Fallout detected from the breach so far has been relatively minimal, with container terminal operators at North American ports telling IHS Markit sister publication JOC.com that they are processing documentation from COSCO Shipping vessels slower than usual.
After a ransomware attack struck Maersk and its subsidiary APM Terminals last year – it cost Maersk an estimated USD250–300 million – the US Coast Guard called for more “unified effort” to better defend against cyber incidents, and has since stepped up efforts through cyber-awareness training.
Despite the increased attention being paid to cyber security in the maritime sector, however, the size and scope of the threat are still largely unknown, due in part to shipowners’ reluctance to share their experiences, according to BIMCO’s Phil Tinsley, speaking on the issue during London International Shipping Week last year.
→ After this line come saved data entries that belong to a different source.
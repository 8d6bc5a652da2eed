//! Shared helpers for the mocked Resource Manager tests

#![allow(dead_code)]

use std::sync::Arc;
use std::time::Duration;

use carina_provider_azurerm::auth::StaticTokenCredential;
use carina_provider_azurerm::config::{Features, PollingConfig};
use carina_provider_azurerm::{ArmClient, AzurermProvider};
use wiremock::MockServer;

pub const SUBSCRIPTION: &str = "00000000-0000-0000-0000-000000000000";
pub const TOKEN: &str = "test-token";

pub fn fast_polling() -> PollingConfig {
    PollingConfig {
        lro_interval: Duration::from_millis(5),
        state_min_timeout: Duration::from_millis(5),
    }
}

pub fn client(server: &MockServer) -> ArmClient {
    ArmClient::new(
        &server.uri(),
        SUBSCRIPTION,
        Arc::new(StaticTokenCredential::new(TOKEN)),
        fast_polling(),
    )
    .expect("client should build")
}

pub fn provider(server: &MockServer) -> AzurermProvider {
    AzurermProvider::with_client(client(server), Features::default())
}

pub fn provider_without_import_check(server: &MockServer) -> AzurermProvider {
    AzurermProvider::with_client(
        client(server),
        Features {
            resources_must_be_imported: false,
        },
    )
}

pub fn resource_group_path(name: &str) -> String {
    format!("/subscriptions/{}/resourceGroups/{}", SUBSCRIPTION, name)
}

pub fn resource_path(resource_group: &str, provider: &str, segments: &str) -> String {
    format!(
        "{}/providers/{}/{}",
        resource_group_path(resource_group),
        provider,
        segments
    )
}
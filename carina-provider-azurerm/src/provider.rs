//! Azure Resource Manager Provider
//!
//! Dispatches Carina operations to resource handlers after validating the
//! desired attributes, and runs every handler under its deadline.

use std::collections::HashMap;
use std::sync::Arc;

use carina_provider_sdk::provider::{ProviderError, ProviderResult};
use carina_provider_sdk::resource::{Resource, ResourceId, State, Value};
use carina_provider_sdk::schema::ResourceSchema;
use carina_provider_sdk::timeouts::with_timeout;

use crate::client::ArmClient;
use crate::config::{ConfigError, Features, ProviderConfig, provider_schema};
use crate::resources::{self, ArmContext, ArmDataSource, ArmResource};

/// Azure Resource Manager Provider
pub struct AzurermProvider {
    ctx: ArmContext,
    resources: HashMap<&'static str, Arc<dyn ArmResource>>,
    data_sources: HashMap<&'static str, Arc<dyn ArmDataSource>>,
}

impl AzurermProvider {
    /// Create a provider from validated configuration
    pub fn new(config: &ProviderConfig) -> ProviderResult<Self> {
        config.validate().map_err(config_error)?;
        let client = ArmClient::from_config(config).map_err(|e| {
            e.with_context("Failed to build the Azure Resource Manager client")
        })?;
        log::debug!(
            "Configured azurerm provider for subscription {} ({:?})",
            config.subscription_id,
            config.environment
        );
        Ok(Self::with_client(client, config.features))
    }

    /// Create a provider from `ARM_*` environment variables
    pub fn from_env() -> ProviderResult<Self> {
        let config = ProviderConfig::from_env().map_err(config_error)?;
        Self::new(&config)
    }

    /// Create a provider from a provider block, falling back to `ARM_*` variables
    pub fn from_config_attributes(attrs: &HashMap<String, Value>) -> ProviderResult<Self> {
        Self::from_lookup_and_attributes(|key| std::env::var(key).ok(), attrs)
    }

    /// Provider block attributes take precedence over the looked-up variables
    pub fn from_lookup_and_attributes<F>(
        lookup: F,
        attrs: &HashMap<String, Value>,
    ) -> ProviderResult<Self>
    where
        F: Fn(&str) -> Option<String>,
    {
        let config = Self::resolve_config(lookup, attrs)?;
        Self::new(&config)
    }

    fn resolve_config<F>(lookup: F, attrs: &HashMap<String, Value>) -> ProviderResult<ProviderConfig>
    where
        F: Fn(&str) -> Option<String>,
    {
        // Defaults are not filled in: unset attributes keep the environment's values
        if let Err(errors) = provider_schema().validate(attrs) {
            let messages: Vec<String> = errors.iter().map(ToString::to_string).collect();
            return Err(ProviderError::configuration(format!(
                "invalid provider configuration: {}",
                messages.join("; ")
            )));
        }
        let mut config = ProviderConfig::from_lookup(lookup).map_err(config_error)?;
        config.merge_attributes(attrs).map_err(config_error)?;
        Ok(config)
    }

    /// Create a provider around an existing client
    pub fn with_client(client: ArmClient, features: Features) -> Self {
        let resources = resources::resources()
            .into_iter()
            .map(|r| (r.type_name(), Arc::from(r)))
            .collect();
        let data_sources = resources::data_sources()
            .into_iter()
            .map(|d| (d.type_name(), Arc::from(d)))
            .collect();
        Self {
            ctx: ArmContext::new(client, features),
            resources,
            data_sources,
        }
    }

    /// Schema of a resource type or data source
    pub fn schema_for(&self, resource_type: &str) -> Option<ResourceSchema> {
        self.resources
            .get(resource_type)
            .map(|r| r.schema())
            .or_else(|| self.data_sources.get(resource_type).map(|d| d.schema()))
    }

    fn resource(&self, id: &ResourceId) -> ProviderResult<Arc<dyn ArmResource>> {
        self.resources
            .get(id.resource_type.as_str())
            .cloned()
            .ok_or_else(|| {
                ProviderError::unsupported(format!(
                    "Unknown resource type: {}",
                    id.resource_type
                ))
                .for_resource(id.clone())
            })
    }

    fn data_source(&self, id: &ResourceId) -> ProviderResult<Arc<dyn ArmDataSource>> {
        self.data_sources
            .get(id.resource_type.as_str())
            .cloned()
            .ok_or_else(|| {
                ProviderError::unsupported(format!("Unknown data source: {}", id.resource_type))
                    .for_resource(id.clone())
            })
    }

    /// Validate against the schema and fill defaults
    pub fn prepare_attributes(
        schema: &ResourceSchema,
        id: &ResourceId,
        attributes: &HashMap<String, Value>,
    ) -> ProviderResult<HashMap<String, Value>> {
        if let Err(errors) = schema.validate(attributes) {
            let messages: Vec<String> = errors.iter().map(ToString::to_string).collect();
            return Err(ProviderError::validation(messages.join("; ")).for_resource(id.clone()));
        }
        let mut prepared = attributes.clone();
        schema.prepare(&mut prepared);
        Ok(prepared)
    }

    pub async fn read_resource(
        &self,
        id: &ResourceId,
        identifier: Option<&str>,
    ) -> ProviderResult<State> {
        let Some(identifier) = identifier else {
            return Ok(State::not_found(id.clone()));
        };
        let handler = self.resource(id)?;

        log::debug!("Reading {} ({})", id, identifier);
        let state = with_timeout(
            handler.timeouts().read,
            "read",
            handler.read(&self.ctx, id, identifier),
        )
        .await
        .map_err(|e| attach(e, id))?;

        if !state.exists {
            log::info!("{} {:?} does not exist - removing from state", id, identifier);
        }
        Ok(state)
    }

    pub async fn create_resource(&self, resource: &Resource) -> ProviderResult<State> {
        let handler = self.resource(&resource.id)?;
        let attrs = Self::prepare_attributes(&handler.schema(), &resource.id, &resource.attributes)?;

        log::debug!("Creating {}", resource.id);
        let state = with_timeout(
            handler.timeouts().create,
            "create",
            handler.create(&self.ctx, &resource.id, &attrs),
        )
        .await
        .map_err(|e| attach(e, &resource.id))?;
        log::debug!("Created {} ({:?})", resource.id, state.identifier);
        Ok(state)
    }

    pub async fn update_resource(
        &self,
        id: &ResourceId,
        identifier: &str,
        from: &State,
        to: &Resource,
    ) -> ProviderResult<State> {
        let handler = self.resource(id)?;
        let schema = handler.schema();
        let attrs = Self::prepare_attributes(&schema, id, &to.attributes)?;

        let prepared = Resource {
            id: to.id.clone(),
            attributes: attrs,
            read_only: to.read_only,
        };
        let replacements = schema.force_new_changes(from, &prepared);
        if !replacements.is_empty() {
            return Err(ProviderError::validation(format!(
                "cannot update {} in place, the resource must be replaced",
                replacements.join(", ")
            ))
            .for_resource(id.clone()));
        }

        log::debug!("Updating {} ({})", id, identifier);
        with_timeout(
            handler.timeouts().update,
            "update",
            handler.update(&self.ctx, id, identifier, from, &prepared.attributes),
        )
        .await
        .map_err(|e| attach(e, id))
    }

    pub async fn delete_resource(&self, id: &ResourceId, identifier: &str) -> ProviderResult<()> {
        let handler = self.resource(id)?;

        log::debug!("Deleting {} ({})", id, identifier);
        with_timeout(
            handler.timeouts().delete,
            "delete",
            handler.delete(&self.ctx, id, identifier),
        )
        .await
        .map_err(|e| attach(e, id))
    }

    pub async fn read_data_source_resource(&self, resource: &Resource) -> ProviderResult<State> {
        let handler = self.data_source(&resource.id)?;
        let attrs = Self::prepare_attributes(&handler.schema(), &resource.id, &resource.attributes)?;
        let prepared = Resource {
            id: resource.id.clone(),
            attributes: attrs,
            read_only: true,
        };

        log::debug!("Reading data source {}", resource.id);
        with_timeout(
            handler.timeouts().read,
            "read",
            handler.read(&self.ctx, &prepared),
        )
        .await
        .map_err(|e| attach(e, &resource.id))
    }
}

fn config_error(e: ConfigError) -> ProviderError {
    ProviderError::configuration(e.to_string()).with_cause(e)
}

fn attach(err: ProviderError, id: &ResourceId) -> ProviderError {
    if err.resource_id.is_some() {
        err
    } else {
        err.for_resource(id.clone())
    }
}
/// Helper functions for common types
pub mod types {
    use std::net::{Ipv4Addr, Ipv6Addr};

    use super::*;

    /// Positive integer type
    pub fn positive_int() -> AttributeType {
        AttributeType::Custom {
            name: "PositiveInt".to_string(),
            base: Box::new(AttributeType::Int),
            validate: |value| {
                if let Value::Int(n) = value {
                    if *n > 0 {
                        Ok(())
                    } else {
                        Err("Value must be positive".to_string())
                    }
                } else {
                    Err("Expected integer".to_string())
                }
            },
        }
    }

    /// String that must not be empty or whitespace only
    pub fn non_empty_string() -> AttributeType {
        AttributeType::Custom {
            name: "NonEmptyString".to_string(),
            base: Box::new(AttributeType::String),
            validate: |value| match value {
                Value::String(s) if s.trim().is_empty() => {
                    Err("Value must not be empty".to_string())
                }
                _ => Ok(()),
            },
        }
    }

    /// IPv4 address (e.g., "10.0.0.4")
    pub fn ipv4_address() -> AttributeType {
        AttributeType::Custom {
            name: "Ipv4Address".to_string(),
            base: Box::new(AttributeType::String),
            validate: |value| match value {
                Value::String(s) => s
                    .parse::<Ipv4Addr>()
                    .map(|_| ())
                    .map_err(|_| format!("'{}' is not a valid IPv4 address", s)),
                _ => Err("Expected string".to_string()),
            },
        }
    }

    /// IPv6 address (e.g., "fd5d:70bc:930e:d008::7335")
    pub fn ipv6_address() -> AttributeType {
        AttributeType::Custom {
            name: "Ipv6Address".to_string(),
            base: Box::new(AttributeType::String),
            validate: |value| match value {
                Value::String(s) => s
                    .parse::<Ipv6Addr>()
                    .map(|_| ())
                    .map_err(|_| format!("'{}' is not a valid IPv6 address", s)),
                _ => Err("Expected string".to_string()),
            },
        }
    }

    /// CIDR block type (e.g., "10.0.0.0/16")
    pub fn cidr() -> AttributeType {
        AttributeType::Custom {
            name: "Cidr".to_string(),
            base: Box::new(AttributeType::String),
            validate: |value| {
                if let Value::String(s) = value {
                    validate_cidr(s)
                } else {
                    Err("Expected string".to_string())
                }
            },
        }
    }

    /// Validate CIDR block format (e.g., "10.0.0.0/16")
    pub fn validate_cidr(cidr: &str) -> Result<(), String> {
        let Some((ip, prefix)) = cidr.split_once('/') else {
            return Err(format!(
                "Invalid CIDR format '{}': expected IP/prefix",
                cidr
            ));
        };

        if ip.parse::<Ipv4Addr>().is_err() {
            return Err(format!("Invalid IP address '{}' in CIDR '{}'", ip, cidr));
        }

        match prefix.parse::<u8>() {
            Ok(p) if p <= 32 => Ok(()),
            Ok(p) => Err(format!("Invalid prefix length '{}': must be 0-32", p)),
            Err(_) => Err(format!(
                "Invalid prefix length '{}': must be a number",
                prefix
            )),
        }
    }
}
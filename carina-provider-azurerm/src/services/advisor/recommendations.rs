use std::collections::HashMap;
use std::time::Duration;

use async_trait::async_trait;
use carina_provider_sdk::provider::{ProviderError, ProviderResult};
use carina_provider_sdk::resource::{Attributes, Resource, State, Value};
use carina_provider_sdk::schema::{AttributeSchema, AttributeType, ResourceSchema};
use carina_provider_sdk::timeouts::Timeouts;
use chrono::{DateTime, SecondsFormat, Utc};
use serde_json::Value as Json;

use crate::azure::{self, expand_string_slice};
use crate::resources::{ArmContext, ArmDataSource};

const API_VERSION: &str = "2020-01-01";

const CATEGORIES: [&str; 5] = [
    "HighAvailability",
    "Security",
    "Performance",
    "Cost",
    "OperationalExcellence",
];

/// Azure Advisor recommendations for the subscription
pub struct AdvisorRecommendations;

fn category() -> AttributeType {
    AttributeType::Custom {
        name: "AdvisorCategory".to_string(),
        base: Box::new(AttributeType::String),
        validate: |value| match value {
            Value::String(s) if CATEGORIES.iter().any(|c| c.eq_ignore_ascii_case(s)) => Ok(()),
            Value::String(s) => Err(format!(
                "expected one of {}, got {:?}",
                CATEGORIES.join(", "),
                s
            )),
            _ => Err("Expected string".to_string()),
        },
    }
}

/// `(Field eq 'a' or Field eq 'b')`, empty for no values
fn or_clause(field: &str, values: &[String]) -> Option<String> {
    if values.is_empty() {
        return None;
    }
    let terms: Vec<String> = values
        .iter()
        .map(|v| format!("{} eq '{}'", field, v))
        .collect();
    Some(format!("({})", terms.join(" or ")))
}

/// OData filter for the list call
pub fn build_filter(categories: &[String], resource_groups: &[String]) -> String {
    [
        or_clause("Category", categories),
        or_clause("ResourceGroup", resource_groups),
    ]
    .into_iter()
    .flatten()
    .collect::<Vec<_>>()
    .join(" and ")
}

fn text(value: Option<&Json>) -> Value {
    Value::string(value.and_then(Json::as_str).unwrap_or_default())
}

fn format_updated_time(raw: &str) -> String {
    match DateTime::parse_from_rfc3339(raw) {
        Ok(t) => t
            .with_timezone(&Utc)
            .to_rfc3339_opts(SecondsFormat::Secs, true),
        Err(_) => raw.to_string(),
    }
}

fn flatten_recommendation(item: &Json) -> ProviderResult<Value> {
    let Some(name) = item.get("name").and_then(Json::as_str).filter(|s| !s.is_empty()) else {
        return Err(ProviderError::new(
            "advisor Recommendation Name was nil or empty",
        ));
    };

    let props = item.get("properties");
    let field = |pointer: &str| props.and_then(|p| p.pointer(pointer));

    let mut r = HashMap::new();
    r.insert("category".to_string(), text(field("/category")));
    r.insert("description".to_string(), text(field("/shortDescription/problem")));
    r.insert("impact".to_string(), text(field("/impact")));
    r.insert("recommendation_name".to_string(), Value::string(name));
    r.insert(
        "recommendation_type_id".to_string(),
        text(field("/recommendationTypeId")),
    );
    r.insert("resource_name".to_string(), text(field("/impactedValue")));
    r.insert("resource_type".to_string(), text(field("/impactedField")));
    r.insert(
        "suppression_names".to_string(),
        azure::flatten_string_slice(field("/suppressionIds")),
    );
    r.insert(
        "updated_time".to_string(),
        Value::string(
            field("/lastUpdated")
                .and_then(Json::as_str)
                .map(format_updated_time)
                .unwrap_or_default(),
        ),
    );
    Ok(Value::Map(r))
}

#[async_trait]
impl ArmDataSource for AdvisorRecommendations {
    fn type_name(&self) -> &'static str {
        "azurerm_advisor_recommendations"
    }

    fn schema(&self) -> ResourceSchema {
        let computed = |name: &str| AttributeSchema::new(name, AttributeType::String).computed();
        ResourceSchema::new(self.type_name())
            .with_description("Azure Advisor recommendations, optionally filtered.")
            .attribute(AttributeSchema::new(
                "filter_by_category",
                AttributeType::Set(Box::new(category())),
            ))
            .attribute(azure::schema::resource_group_name_set_optional())
            .attribute(
                AttributeSchema::new(
                    "recommendations",
                    AttributeType::Block(vec![
                        computed("category"),
                        computed("description"),
                        computed("impact"),
                        computed("recommendation_name"),
                        computed("recommendation_type_id"),
                        computed("resource_name"),
                        computed("resource_type"),
                        AttributeSchema::new(
                            "suppression_names",
                            AttributeType::Set(Box::new(AttributeType::String)),
                        )
                        .computed(),
                        computed("updated_time"),
                    ]),
                )
                .computed(),
            )
    }

    fn timeouts(&self) -> Timeouts {
        Timeouts::default().with_read(Duration::from_secs(10 * 60))
    }

    async fn read(&self, ctx: &ArmContext, resource: &Resource) -> ProviderResult<State> {
        let categories = expand_string_slice(resource.attributes.get_list("filter_by_category"));
        let resource_groups =
            expand_string_slice(resource.attributes.get_list("filter_by_resource_groups"));
        let filter = build_filter(&categories, &resource_groups);

        let path = format!(
            "/subscriptions/{}/providers/Microsoft.Advisor/recommendations",
            ctx.subscription_id()
        );
        log::debug!("Listing Advisor recommendations (filter: {:?})", filter);
        let items = ctx
            .client
            .list_all(&path, API_VERSION, Some(filter.as_str()).filter(|f| !f.is_empty()))
            .await
            .map_err(|e| e.with_context("loading Advisor Recommendation List"))?;

        let recommendations = items
            .iter()
            .map(flatten_recommendation)
            .collect::<ProviderResult<Vec<_>>>()?;

        let mut attrs = resource.attributes.clone();
        attrs.insert("recommendations".to_string(), Value::List(recommendations));

        let identifier = format!(
            "advisor/recommendations/{}",
            Utc::now().to_rfc3339_opts(SecondsFormat::Nanos, true)
        );
        Ok(State::existing(resource.id.clone(), attrs).with_identifier(identifier))
    }
}

#[cfg(test)]
mod tests {
    use super::*;
    use serde_json::json;

    #[test]
    fn filter_combines_clauses() {
        assert_eq!(
            build_filter(
                &["cost".to_string(), "Security".to_string()],
                &["rg1".to_string()]
            ),
            "(Category eq 'cost' or Category eq 'Security') and (ResourceGroup eq 'rg1')"
        );
        assert_eq!(
            build_filter(&[], &["a".to_string(), "b".to_string()]),
            "(ResourceGroup eq 'a' or ResourceGroup eq 'b')"
        );
        assert_eq!(build_filter(&[], &[]), "");
    }

    #[test]
    fn categories_are_case_insensitive() {
        let t = category();
        assert!(t.validate(&Value::string("cost")).is_ok());
        assert!(t.validate(&Value::string("OPERATIONALEXCELLENCE")).is_ok());
        assert!(t.validate(&Value::string("Speed")).is_err());
    }

    #[test]
    fn flattens_recommendation() {
        let item = json!({
            "name": "rec-1",
            "properties": {
                "category": "Cost",
                "impact": "High",
                "impactedField": "Microsoft.Compute/virtualMachines",
                "impactedValue": "vm1",
                "lastUpdated": "2020-02-11T02:01:13.4541796+00:00",
                "recommendationTypeId": "e10b1381-5f0a-47ff-8c7b-37bd13d7c974",
                "shortDescription": {"problem": "Right-size underutilized virtual machines"},
                "suppressionIds": ["11111111-1111-1111-1111-111111111111"]
            }
        });
        let Value::Map(r) = flatten_recommendation(&item).unwrap() else {
            panic!("expected map");
        };
        assert_eq!(r.get_str("recommendation_name"), Some("rec-1"));
        assert_eq!(
            r.get_str("description"),
            Some("Right-size underutilized virtual machines")
        );
        assert_eq!(r.get_str("resource_type"), Some("Microsoft.Compute/virtualMachines"));
        assert_eq!(r.get_str("updated_time"), Some("2020-02-11T02:01:13Z"));
        assert_eq!(
            r.get_string_list("suppression_names"),
            vec!["11111111-1111-1111-1111-111111111111"]
        );
    }

    #[test]
    fn missing_fields_read_as_empty() {
        let Value::Map(r) = flatten_recommendation(&json!({"name": "rec-2"})).unwrap() else {
            panic!("expected map");
        };
        assert_eq!(r.get_str("category"), Some(""));
        assert_eq!(r.get_str("updated_time"), Some(""));
        assert!(r.get_list("suppression_names").is_empty());
    }

    #[test]
    fn nameless_recommendation_is_an_error() {
        assert!(flatten_recommendation(&json!({"properties": {}})).is_err());
        assert!(flatten_recommendation(&json!({"name": ""})).is_err());
    }
}
//! Resource tags

use std::collections::HashMap;

use carina_provider_sdk::resource::{Attributes, Value};
use carina_provider_sdk::schema::{AttributeSchema, AttributeType};

const MAX_TAGS: usize = 50;
const MAX_KEY_LENGTH: usize = 512;
const MAX_VALUE_LENGTH: usize = 256;

/// Tags attribute as sent to the API
pub fn expand_tags(attrs: &HashMap<String, Value>) -> serde_json::Value {
    let tags: serde_json::Map<String, serde_json::Value> = attrs
        .get_string_map("tags")
        .into_iter()
        .map(|(k, v)| (k, serde_json::Value::String(v)))
        .collect();
    serde_json::Value::Object(tags)
}

/// Tags from an API response; missing tags read as an empty map
pub fn flatten_tags(tags: Option<&serde_json::Value>) -> Value {
    let map = tags
        .and_then(serde_json::Value::as_object)
        .map(|obj| {
            obj.iter()
                .filter_map(|(k, v)| v.as_str().map(|s| (k.clone(), Value::string(s))))
                .collect()
        })
        .unwrap_or_default();
    Value::Map(map)
}

pub fn validate_tags(value: &Value) -> Result<(), String> {
    let Value::Map(tags) = value else {
        return Err("Expected map".to_string());
    };

    if tags.len() > MAX_TAGS {
        return Err(format!(
            "a maximum of {} tags can be applied to each ARM resource",
            MAX_TAGS
        ));
    }

    let mut keys: Vec<&String> = tags.keys().collect();
    keys.sort();
    for key in keys {
        if key.len() > MAX_KEY_LENGTH {
            return Err(format!(
                "the maximum length for a tag key is {} characters: {:?} is {} characters",
                MAX_KEY_LENGTH,
                key,
                key.len()
            ));
        }
        let value = match &tags[key] {
            Value::String(s) => s.clone(),
            other => other.to_json().to_string(),
        };
        if value.len() > MAX_VALUE_LENGTH {
            return Err(format!(
                "the maximum length for a tag value is {} characters: the value for {:?} is {} characters",
                MAX_VALUE_LENGTH,
                key,
                value.len()
            ));
        }
    }
    Ok(())
}

fn tags_type() -> AttributeType {
    AttributeType::Custom {
        name: "Tags".to_string(),
        base: Box::new(AttributeType::Map(Box::new(AttributeType::String))),
        validate: validate_tags,
    }
}

pub fn tags_schema() -> AttributeSchema {
    AttributeSchema::new("tags", tags_type())
        .optional()
        .with_description("Tags to assign to the resource.")
}

#[cfg(test)]
mod tests {
    use super::*;
    use serde_json::json;

    fn tag_map(pairs: impl IntoIterator<Item = (String, String)>) -> Value {
        Value::Map(pairs.into_iter().map(|(k, v)| (k, Value::String(v))).collect())
    }

    #[test]
    fn expand_and_flatten() {
        let mut attrs = HashMap::new();
        attrs.insert(
            "tags".to_string(),
            tag_map([("env".to_string(), "test".to_string())]),
        );
        assert_eq!(expand_tags(&attrs), json!({"env": "test"}));
        assert_eq!(expand_tags(&HashMap::new()), json!({}));

        let flat = flatten_tags(Some(&json!({"cost-center": "Finance"})));
        assert_eq!(flat.as_map().unwrap().get_str("cost-center"), Some("Finance"));
        assert_eq!(flatten_tags(None), Value::Map(HashMap::new()));
    }

    #[test]
    fn validates_limits() {
        let ok = tag_map((0..50).map(|i| (format!("k{}", i), "v".to_string())));
        assert!(validate_tags(&ok).is_ok());

        let too_many = tag_map((0..51).map(|i| (format!("k{}", i), "v".to_string())));
        assert!(validate_tags(&too_many).unwrap_err().contains("maximum of 50"));

        let long_key = tag_map([("k".repeat(513), "v".to_string())]);
        assert!(validate_tags(&long_key).unwrap_err().contains("tag key"));

        let long_value = tag_map([("k".to_string(), "v".repeat(257))]);
        assert!(validate_tags(&long_value).unwrap_err().contains("tag value"));

        let edge = tag_map([("k".repeat(512), "v".repeat(256))]);
        assert!(validate_tags(&edge).is_ok());
    }

    #[test]
    fn schema_rejects_non_string_values() {
        let mut m = HashMap::new();
        m.insert("count".to_string(), Value::Int(1));
        assert!(tags_schema().attr_type.validate(&Value::Map(m)).is_err());
    }
}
In addition, while many consider blockchain an effective protection against unauthorised data corruption, and could thus be used as a deterrent against cyber threats, a recent survey by law firm Reed Smith revealed that shipowners and vessel operators are more preoccupied with tackling environmental compliance than pursuing investments in the technology.
Sela believes the COSCO attack, like the ransomware breach against Maersk, “will no doubt send shockwaves throughout the industry and encourage board members to take immediate, effective protection”, he said. “Regulators need to implement workable rules and guidelines to help this vitally important global industry defend itself properly.”